The last assertion denies that the wrong skims appeared in the list. There are 
also lower-level tests on the model things that the partial calls, and there 
are 
higher level tests on the entire page containing this partial. Any port in a 
storm!

This test covers one of the Ajax handlers. It returns JavaScript that pushes 
the 
'skim_panel' partial into the correct container:

   def test_populate_empty_skim_list
     site_list = sites(:doctors_site, :lawyers_site)
     site_list.map(&:skims).map(&:destroy_all)
     xhr :post, :xhr_populate_skims, :sites => site_list

     assert_js_replace_html :skim_panel_cc do
       assert_xpath :select, :cc_skim_selection do
         deny_xpath '*'
       end
     end
   end

assert_js_replace_html() lexes the returned JavaScript, and finds the 
Replace.element('skim_panel_cc') call. Then it finds the string payload inside 
that, evaluates this as XHTML, and preps that to work with assert_xpath().

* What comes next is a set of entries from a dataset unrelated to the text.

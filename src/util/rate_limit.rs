//! Per-connection throttling of arena input messages

use governor::{
    clock::DefaultClock,
    state::{InMemoryState, NotKeyed},
    Quota, RateLimiter,
};
use std::num::NonZeroU32;
use std::sync::atomic::{AtomicU64, Ordering};

/// Sustained input messages per second. Clients send at most one input per
/// rendered frame, plus the occasional toggle or ping.
pub const INPUT_RATE_LIMIT: u32 = 90;

/// Messages a client may send back to back after being idle
pub const INPUT_BURST: u32 = 30;

/// Token bucket for one socket's incoming messages
pub struct InputThrottle {
    bucket: RateLimiter<NotKeyed, InMemoryState, DefaultClock>,
    dropped: AtomicU64,
}

impl InputThrottle {
    pub fn new() -> Self {
        Self::with_quota(INPUT_RATE_LIMIT, INPUT_BURST)
    }

    /// Zero rates are raised to one message
    pub fn with_quota(per_second: u32, burst: u32) -> Self {
        let rate = NonZeroU32::new(per_second).unwrap_or(NonZeroU32::MIN);
        let burst = NonZeroU32::new(burst).unwrap_or(NonZeroU32::MIN);
        Self {
            bucket: RateLimiter::direct(Quota::per_second(rate).allow_burst(burst)),
            dropped: AtomicU64::new(0),
        }
    }

    /// Take a token for one message. Refused messages are counted.
    pub fn admit(&self) -> bool {
        let allowed = self.bucket.check().is_ok();
        if !allowed {
            self.dropped.fetch_add(1, Ordering::Relaxed);
        }
        allowed
    }

    /// Messages refused since the socket opened
    pub fn dropped(&self) -> u64 {
        self.dropped.load(Ordering::Relaxed)
    }
}

impl Default for InputThrottle {
    fn default() -> Self {
        Self::new()
    }
}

The assert_xpath() call detects the <select id='cc_skim_selection'>, and the 
nested deny_xpath() simply determines that it is empty.

The point of all this lexing and nesting is to pinpoint the regions that need 
test, and exclude the ones that don't. If that deny_xpath failed, its 
diagnostic 
would not report the entire page. It would only report the contents of the 
<select> tag around the assertion.

assert_js_replace_html() works a lot like the ARTS assert_rjs() call, but that 
only uses JavaScript. I told my colleague to use the latter this week, and he 
immediately discovered that a call like assert_rjs :replace_html, 
'skim_panel_cc', /\<select id=.ach_skim_selection/ could get fooled by an 
'ach_skim_selection' from the next Replace.element() call! Our Ajax is 
delightfully complex, so we don't need this kind of noise at test time.

Testing like this helps us make Ajax abuse competitive with a desktop 
environment, such as forms developed with C#. This is why I look askance at 
posts saying we should not try to get the benefits we are already getting.